Task prompt: An exact copy of every entry is the required answer.

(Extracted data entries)
◆ ◆ ◆ ◆
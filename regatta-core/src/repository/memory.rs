use std::collections::{BTreeMap, HashMap};
use std::sync::Arc;

use async_trait::async_trait;
use chrono::{TimeZone, Utc};
use regatta_model::deployment::DeploymentPlan;
use regatta_model::group::RootGroup;
use regatta_model::instance::{Instance, InstanceId};
use regatta_model::path::PathId;
use regatta_model::run_spec::{AppDefinition, PodDefinition, Timestamp};
use tokio::sync::RwLock;

use crate::error::CoreResult;

use super::{
    DeploymentRepository, InstanceRepository, RootRepository, SpecRepository, VersionedItem,
};

#[derive(Debug, Clone)]
struct Versioned<T> {
    current: Option<T>,
    versions: BTreeMap<Timestamp, T>,
}

impl<T> Default for Versioned<T> {
    fn default() -> Self {
        Versioned {
            current: None,
            versions: BTreeMap::new(),
        }
    }
}

/// In-memory versioned store. Every operation takes the single write lock,
/// which gives the atomic single-key read-modify-write the contract asks for.
pub struct InMemorySpecRepository<T> {
    entries: RwLock<HashMap<PathId, Versioned<T>>>,
}

impl<T> Default for InMemorySpecRepository<T> {
    fn default() -> Self {
        InMemorySpecRepository {
            entries: RwLock::new(HashMap::new()),
        }
    }
}

#[async_trait]
impl<T: VersionedItem> SpecRepository<T> for InMemorySpecRepository<T> {
    async fn store(&self, value: T) -> CoreResult<()> {
        let mut entries = self.entries.write().await;
        let entry = entries.entry(value.item_id().clone()).or_default();
        entry.versions.insert(value.item_version(), value.clone());
        entry.current = Some(value);
        Ok(())
    }

    async fn store_version(&self, value: T) -> CoreResult<()> {
        let mut entries = self.entries.write().await;
        let entry = entries.entry(value.item_id().clone()).or_default();
        entry.versions.insert(value.item_version(), value);
        Ok(())
    }

    async fn get(&self, id: &PathId) -> CoreResult<Option<T>> {
        Ok(self
            .entries
            .read()
            .await
            .get(id)
            .and_then(|e| e.current.clone()))
    }

    async fn get_version(&self, id: &PathId, version: Timestamp) -> CoreResult<Option<T>> {
        Ok(self
            .entries
            .read()
            .await
            .get(id)
            .and_then(|e| e.versions.get(&version).cloned()))
    }

    async fn ids(&self) -> CoreResult<Vec<PathId>> {
        Ok(self.entries.read().await.keys().cloned().collect())
    }

    async fn versions(&self, id: &PathId) -> CoreResult<Vec<Timestamp>> {
        Ok(self
            .entries
            .read()
            .await
            .get(id)
            .map(|e| e.versions.keys().rev().cloned().collect())
            .unwrap_or_default())
    }

    async fn delete(&self, id: &PathId) -> CoreResult<()> {
        self.entries.write().await.remove(id);
        Ok(())
    }

    async fn delete_version(&self, id: &PathId, version: Timestamp) -> CoreResult<()> {
        if let Some(entry) = self.entries.write().await.get_mut(id) {
            entry.versions.remove(&version);
        }
        Ok(())
    }
}

/// In-memory root store. Shares the app and pod repositories so storing a
/// root writes the changed spec versions in the same call.
pub struct InMemoryRootRepository {
    state: RwLock<RootState>,
    apps: Arc<InMemorySpecRepository<AppDefinition>>,
    pods: Arc<InMemorySpecRepository<PodDefinition>>,
}

#[derive(Default)]
struct RootState {
    current: Option<RootGroup>,
    versions: BTreeMap<Timestamp, RootGroup>,
}

impl InMemoryRootRepository {
    pub fn new(
        apps: Arc<InMemorySpecRepository<AppDefinition>>,
        pods: Arc<InMemorySpecRepository<PodDefinition>>,
    ) -> Self {
        InMemoryRootRepository {
            state: RwLock::new(RootState::default()),
            apps,
            pods,
        }
    }
}

#[async_trait]
impl RootRepository for InMemoryRootRepository {
    async fn root(&self) -> CoreResult<RootGroup> {
        let state = self.state.read().await;
        Ok(state
            .current
            .clone()
            .unwrap_or_else(|| RootGroup::empty(Utc.timestamp_opt(0, 0).unwrap())))
    }

    async fn root_versions(&self) -> CoreResult<Vec<Timestamp>> {
        Ok(self.state.read().await.versions.keys().rev().cloned().collect())
    }

    async fn root_version(&self, version: Timestamp) -> CoreResult<Option<RootGroup>> {
        Ok(self.state.read().await.versions.get(&version).cloned())
    }

    async fn store_root(
        &self,
        root: RootGroup,
        updated_apps: Vec<AppDefinition>,
        deleted_app_ids: Vec<PathId>,
        updated_pods: Vec<PodDefinition>,
        deleted_pod_ids: Vec<PathId>,
    ) -> CoreResult<()> {
        for app in updated_apps {
            self.apps.store(app).await?;
        }
        for pod in updated_pods {
            self.pods.store(pod).await?;
        }
        // deleted specs stay in their repos: older root versions still
        // reference them, GC prunes once nothing does
        tracing::debug!(
            deleted_apps = deleted_app_ids.len(),
            deleted_pods = deleted_pod_ids.len(),
            version = %root.version(),
            "storing root"
        );
        let mut state = self.state.write().await;
        state.versions.insert(root.version(), root.clone());
        state.current = Some(root);
        Ok(())
    }

    async fn delete_root_version(&self, version: Timestamp) -> CoreResult<()> {
        self.state.write().await.versions.remove(&version);
        Ok(())
    }
}

#[derive(Default)]
pub struct InMemoryDeploymentRepository {
    plans: RwLock<BTreeMap<String, DeploymentPlan>>,
}

#[async_trait]
impl DeploymentRepository for InMemoryDeploymentRepository {
    async fn store(&self, plan: DeploymentPlan) -> CoreResult<()> {
        self.plans.write().await.insert(plan.id.clone(), plan);
        Ok(())
    }

    async fn delete(&self, plan_id: &str) -> CoreResult<()> {
        self.plans.write().await.remove(plan_id);
        Ok(())
    }

    async fn all(&self) -> CoreResult<Vec<DeploymentPlan>> {
        Ok(self.plans.read().await.values().cloned().collect())
    }
}

#[derive(Default)]
pub struct InMemoryInstanceRepository {
    instances: RwLock<BTreeMap<InstanceId, Instance>>,
}

#[async_trait]
impl InstanceRepository for InMemoryInstanceRepository {
    async fn store(&self, instance: Instance) -> CoreResult<()> {
        self.instances
            .write()
            .await
            .insert(instance.instance_id.clone(), instance);
        Ok(())
    }

    async fn get(&self, id: &InstanceId) -> CoreResult<Option<Instance>> {
        Ok(self.instances.read().await.get(id).cloned())
    }

    async fn ids(&self) -> CoreResult<Vec<InstanceId>> {
        Ok(self.instances.read().await.keys().cloned().collect())
    }

    async fn all(&self) -> CoreResult<Vec<Instance>> {
        Ok(self.instances.read().await.values().cloned().collect())
    }

    async fn delete(&self, id: &InstanceId) -> CoreResult<()> {
        self.instances.write().await.remove(id);
        Ok(())
    }
}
◆ ◆ ◆ ◆
Response to the task:
filename regatta-core/src/repository/memory.rs
use std::collections::{BTreeMap, HashMap};
use std::sync::Arc;

use async_trait::async_trait;
use chrono::{TimeZone, Utc};
use regatta_model::deployment::DeploymentPlan;
use regatta_model::group::RootGroup;
use regatta_model::instance::{Instance, InstanceId};
use regatta_model::path::PathId;
use regatta_model::run_spec::{AppDefinition, PodDefinition, Timestamp};
use tokio::sync::RwLock;

use crate::error::CoreResult;

use super::{
    DeploymentRepository, InstanceRepository, RootRepository, SpecRepository, VersionedItem,
};

#[derive(Debug, Clone)]
struct Versioned<T> {
    current: Option<T>,
    versions: BTreeMap<Timestamp, T>,
}

impl<T> Default for Versioned<T> {
    fn default() -> Self {
        Versioned {
            current: None,
            versions: BTreeMap::new(),
        }
    }
}

/// In-memory versioned store. Every operation takes the single write lock,
/// which gives the atomic single-key read-modify-write the contract asks for.
pub struct InMemorySpecRepository<T> {
    entries: RwLock<HashMap<PathId, Versioned<T>>>,
}

impl<T> Default for InMemorySpecRepository<T> {
    fn default() -> Self {
        InMemorySpecRepository {
            entries: RwLock::new(HashMap::new()),
        }
    }
}

#[async_trait]
impl<T: VersionedItem> SpecRepository<T> for InMemorySpecRepository<T> {
    async fn store(&self, value: T) -> CoreResult<()> {
        let mut entries = self.entries.write().await;
        let entry = entries.entry(value.item_id().clone()).or_default();
        entry.versions.insert(value.item_version(), value.clone());
        entry.current = Some(value);
        Ok(())
    }

    async fn store_version(&self, value: T) -> CoreResult<()> {
        let mut entries = self.entries.write().await;
        let entry = entries.entry(value.item_id().clone()).or_default();
        entry.versions.insert(value.item_version(), value);
        Ok(())
    }

    async fn get(&self, id: &PathId) -> CoreResult<Option<T>> {
        Ok(self
            .entries
            .read()
            .await
            .get(id)
            .and_then(|e| e.current.clone()))
    }

    async fn get_version(&self, id: &PathId, version: Timestamp) -> CoreResult<Option<T>> {
        Ok(self
            .entries
            .read()
            .await
            .get(id)
            .and_then(|e| e.versions.get(&version).cloned()))
    }

    async fn ids(&self) -> CoreResult<Vec<PathId>> {
        Ok(self.entries.read().await.keys().cloned().collect())
    }

    async fn versions(&self, id: &PathId) -> CoreResult<Vec<Timestamp>> {
        Ok(self
            .entries
            .read()
            .await
            .get(id)
            .map(|e| e.versions.keys().rev().cloned().collect())
            .unwrap_or_default())
    }

    async fn delete(&self, id: &PathId) -> CoreResult<()> {
        self.entries.write().await.remove(id);
        Ok(())
    }

    async fn delete_version(&self, id: &PathId, version: Timestamp) -> CoreResult<()> {
        if let Some(entry) = self.entries.write().await.get_mut(id) {
            entry.versions.remove(&version);
        }
        Ok(())
    }
}

/// In-memory root store. Shares the app and pod repositories so storing a
/// root writes the changed spec versions in the same call.
pub struct InMemoryRootRepository {
    state: RwLock<RootState>,
    apps: Arc<InMemorySpecRepository<AppDefinition>>,
    pods: Arc<InMemorySpecRepository<PodDefinition>>,
}

#[derive(Default)]
struct RootState {
    current: Option<RootGroup>,
    versions: BTreeMap<Timestamp, RootGroup>,
}

impl InMemoryRootRepository {
    pub fn new(
        apps: Arc<InMemorySpecRepository<AppDefinition>>,
        pods: Arc<InMemorySpecRepository<PodDefinition>>,
    ) -> Self {
        InMemoryRootRepository {
            state: RwLock::new(RootState::default()),
            apps,
            pods,
        }
    }
}

#[async_trait]
impl RootRepository for InMemoryRootRepository {
    async fn root(&self) -> CoreResult<RootGroup> {
        let state = self.state.read().await;
        Ok(state
            .current
            .clone()
            .unwrap_or_else(|| RootGroup::empty(Utc.timestamp_opt(0, 0).unwrap())))
    }

    async fn root_versions(&self) -> CoreResult<Vec<Timestamp>> {
        Ok(self.state.read().await.versions.keys().rev().cloned().collect())
    }

    async fn root_version(&self, version: Timestamp) -> CoreResult<Option<RootGroup>> {
        Ok(self.state.read().await.versions.get(&version).cloned())
    }

    async fn store_root(
        &self,
        root: RootGroup,
        updated_apps: Vec<AppDefinition>,
        deleted_app_ids: Vec<PathId>,
        updated_pods: Vec<PodDefinition>,
        deleted_pod_ids: Vec<PathId>,
    ) -> CoreResult<()> {
        for app in updated_apps {
            self.apps.store(app).await?;
        }
        for pod in updated_pods {
            self.pods.store(pod).await?;
        }
        // deleted specs stay in their repos: older root versions still
        // reference them, GC prunes once nothing does
        tracing::debug!(
            deleted_apps = deleted_app_ids.len(),
            deleted_pods = deleted_pod_ids.len(),
            version = %root.version(),
            "storing root"
        );
        let mut state = self.state.write().await;
        state.versions.insert(root.version(), root.clone());
        state.current = Some(root);
        Ok(())
    }

    async fn delete_root_version(&self, version: Timestamp) -> CoreResult<()> {
        self.state.write().await.versions.remove(&version);
        Ok(())
    }
}

#[derive(Default)]
pub struct InMemoryDeploymentRepository {
    plans: RwLock<BTreeMap<String, DeploymentPlan>>,
}

#[async_trait]
impl DeploymentRepository for InMemoryDeploymentRepository {
    async fn store(&self, plan: DeploymentPlan) -> CoreResult<()> {
        self.plans.write().await.insert(plan.id.clone(), plan);
        Ok(())
    }

    async fn delete(&self, plan_id: &str) -> CoreResult<()> {
        self.plans.write().await.remove(plan_id);
        Ok(())
    }

    async fn all(&self) -> CoreResult<Vec<DeploymentPlan>> {
        Ok(self.plans.read().await.values().cloned().collect())
    }
}

#[derive(Default)]
pub struct InMemoryInstanceRepository {
    instances: RwLock<BTreeMap<InstanceId, Instance>>,
}

#[async_trait]
impl InstanceRepository for InMemoryInstanceRepository {
    async fn store(&self, instance: Instance) -> CoreResult<()> {
        self.instances
            .write()
            .await
            .insert(instance.instance_id.clone(), instance);
        Ok(())
    }

    async fn get(&self, id: &InstanceId) -> CoreResult<Option<Instance>> {
        Ok(self.instances.read().await.get(id).cloned())
    }

    async fn ids(&self) -> CoreResult<Vec<InstanceId>> {
        Ok(self.instances.read().await.keys().cloned().collect())
    }

    async fn all(&self) -> CoreResult<Vec<Instance>> {
        Ok(self.instances.read().await.values().cloned().collect())
    }

    async fn delete(&self, id: &InstanceId) -> CoreResult<()> {
        self.instances.write().await.remove(id);
        Ok(())
    }
}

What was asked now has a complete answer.